Dataset entries:

= = =

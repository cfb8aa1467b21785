//! Driven port for uploading patient documents.

use async_trait::async_trait;
use serde::{Deserialize, Serialize};

use super::PortalApiError;
use crate::domain::UploadCandidate;

/// Storage locations reported by the backend for an upload batch.
///
/// Entries are positional: index `i` describes the `i`-th submitted file.
/// Either list may be shorter than the batch.
#[derive(Debug, Clone, Default, PartialEq, Eq, Serialize, Deserialize)]
pub struct UploadReceipt {
    /// Server-side paths of stored files.
    #[serde(default)]
    pub file_paths: Vec<String>,
    /// Server-side identifiers of stored files.
    #[serde(default)]
    pub file_ids: Vec<String>,
}

/// Port for sending document batches to the backend.
#[cfg_attr(test, mockall::automock)]
#[async_trait]
pub trait FileApi: Send + Sync {
    /// Upload every candidate in one multipart request.
    async fn upload_files(
        &self,
        files: &[UploadCandidate],
    ) -> Result<UploadReceipt, PortalApiError>;
}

= = =

Action item: Nothing in the records may be left out; transcribe all of them exactly.

Task answer:
repository cfb8aa1467b21785
//! Driven port for uploading patient documents.

use async_trait::async_trait;
use serde::{Deserialize, Serialize};

use super::PortalApiError;
use crate::domain::UploadCandidate;

/// Storage locations reported by the backend for an upload batch.
///
/// Entries are positional: index `i` describes the `i`-th submitted file.
/// Either list may be shorter than the batch.
#[derive(Debug, Clone, Default, PartialEq, Eq, Serialize, Deserialize)]
pub struct UploadReceipt {
    /// Server-side paths of stored files.
    #[serde(default)]
    pub file_paths: Vec<String>,
    /// Server-side identifiers of stored files.
    #[serde(default)]
    pub file_ids: Vec<String>,
}

/// Port for sending document batches to the backend.
#[cfg_attr(test, mockall::automock)]
#[async_trait]
pub trait FileApi: Send + Sync {
    /// Upload every candidate in one multipart request.
    async fn upload_files(
        &self,
        files: &[UploadCandidate],
    ) -> Result<UploadReceipt, PortalApiError>;
}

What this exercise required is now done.